I can hear the groans about pulled handles resounding through cyberspace. Potters, this can be learned easily with practice.
Now, working from both sides, firmly pat the coil into a flattened elipse. You can see the section that we want in this image… this is the general shape of the cup handle that I want on a mug like the ones we have been making.
With the serrated rib, score deeply into an area about 1″ x 1-3/4″ just to the right of the vertical join. You don’t want it sloppy wet – just scraped up a bit. If your cup, or any piece upon which that you wish to pull a handle, has begun to dry at the top and is changing color, do not attempt to pull a handle. You will have cracking! The cup will have already begun to shrink, and when the handle starts to shrink as it dries, it will pop right off. Be especially careful in summer….

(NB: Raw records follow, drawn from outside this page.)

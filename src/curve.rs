//! Polygonal curves.
//!
//! A [`Curve`] is an ordered, immutable sequence of at least one vertex.
//! Edge `i` joins vertex `i` to vertex `i + 1`, so a curve with `n` vertices
//! has `n - 1` edges. A single-point curve has no edges at all.
//!
//! # Example
//!
//! ```
//! use frechet::{Curve, Point2};
//!
//! let curve = Curve::new(vec![
//!     Point2::new(0.0_f64, 0.0),
//!     Point2::new(3.0, 4.0),
//!     Point2::new(3.0, 0.0),
//! ]).unwrap();
//!
//! assert_eq!(curve.num_points(), 3);
//! assert_eq!(curve.num_edges(), 2);
//! assert!((curve.length() - 9.0).abs() < 1e-12);
//! ```

use crate::error::FrechetError;
use crate::primitives::{Point2, Segment2};
use num_traits::Float;

/// An ordered sequence of 2D vertices joined by straight edges.
#[derive(Debug, Clone, PartialEq)]
pub struct Curve<F> {
    points: Vec<Point2<F>>,
}

impl<F: Float> Curve<F> {
    /// Creates a curve from its vertices.
    ///
    /// # Errors
    ///
    /// Returns [`FrechetError::InvalidCurve`] if `points` is empty or any
    /// coordinate is NaN or infinite.
    pub fn new(points: Vec<Point2<F>>) -> Result<Self, FrechetError> {
        if points.is_empty() {
            return Err(FrechetError::InvalidCurve("curve has no points"));
        }
        if points.iter().any(|p| !p.is_finite()) {
            return Err(FrechetError::InvalidCurve(
                "curve has a non-finite coordinate",
            ));
        }
        Ok(Self { points })
    }

    /// Creates a curve from `(x, y)` coordinate pairs.
    pub fn from_coords(coords: &[(F, F)]) -> Result<Self, FrechetError> {
        Self::new(coords.iter().map(|&c| Point2::from(c)).collect())
    }

    /// Number of vertices (always at least 1).
    #[inline]
    pub fn num_points(&self) -> usize {
        self.points.len()
    }

    /// Number of edges, one fewer than the number of vertices.
    #[inline]
    pub fn num_edges(&self) -> usize {
        self.points.len() - 1
    }

    /// Returns the vertices in order.
    #[inline]
    pub fn points(&self) -> &[Point2<F>] {
        &self.points
    }

    /// Returns vertex `index`.
    pub fn point(&self, index: usize) -> Result<Point2<F>, FrechetError> {
        self.points
            .get(index)
            .copied()
            .ok_or(FrechetError::IndexOutOfRange {
                index,
                len: self.points.len(),
            })
    }

    /// Returns edge `index`, from vertex `index` to vertex `index + 1`.
    pub fn edge(&self, index: usize) -> Result<Segment2<F>, FrechetError> {
        if index >= self.num_edges() {
            return Err(FrechetError::IndexOutOfRange {
                index,
                len: self.num_edges(),
            });
        }
        Ok(Segment2::new(self.points[index], self.points[index + 1]))
    }

    /// Iterates over the edges in order.
    pub fn edges(&self) -> impl Iterator<Item = Segment2<F>> + '_ {
        self.points.windows(2).map(|w| Segment2::new(w[0], w[1]))
    }

    /// First vertex.
    #[inline]
    pub fn first(&self) -> Point2<F> {
        self.points[0]
    }

    /// Last vertex.
    #[inline]
    pub fn last(&self) -> Point2<F> {
        self.points[self.points.len() - 1]
    }

    /// Total length, the sum of the edge lengths.
    pub fn length(&self) -> F {
        self.edges().fold(F::zero(), |acc, e| acc + e.length())
    }
}

impl<F: Float> TryFrom<Vec<Point2<F>>> for Curve<F> {
    type Error = FrechetError;

    fn try_from(points: Vec<Point2<F>>) -> Result<Self, Self::Error> {
        Self::new(points)
    }
}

Take your handle blank in your left hand (sorry, Lefties, you’ll have to reverse a lot of this) and working from the center out with short strokes, score the handle attachment plane. A nice bead of worked clay will extend over each edge if you do it right.I have just pushed the handles onto the cup bodies in the picture below. Handles WANT to stick to the cup! I can’t emphasize enough how important it is to have both cup and handle at similar stages of drying is for this process to work right.
Use the tip of your finger to smooth the join where the handle meets the cup. The extra goo that was scuffed up with the rib makes it really easy. I like to set cups aside for at least 5-8 minutes so the attachment can develop.
The handles appear to be too large, but we want a nice, large base of attachement.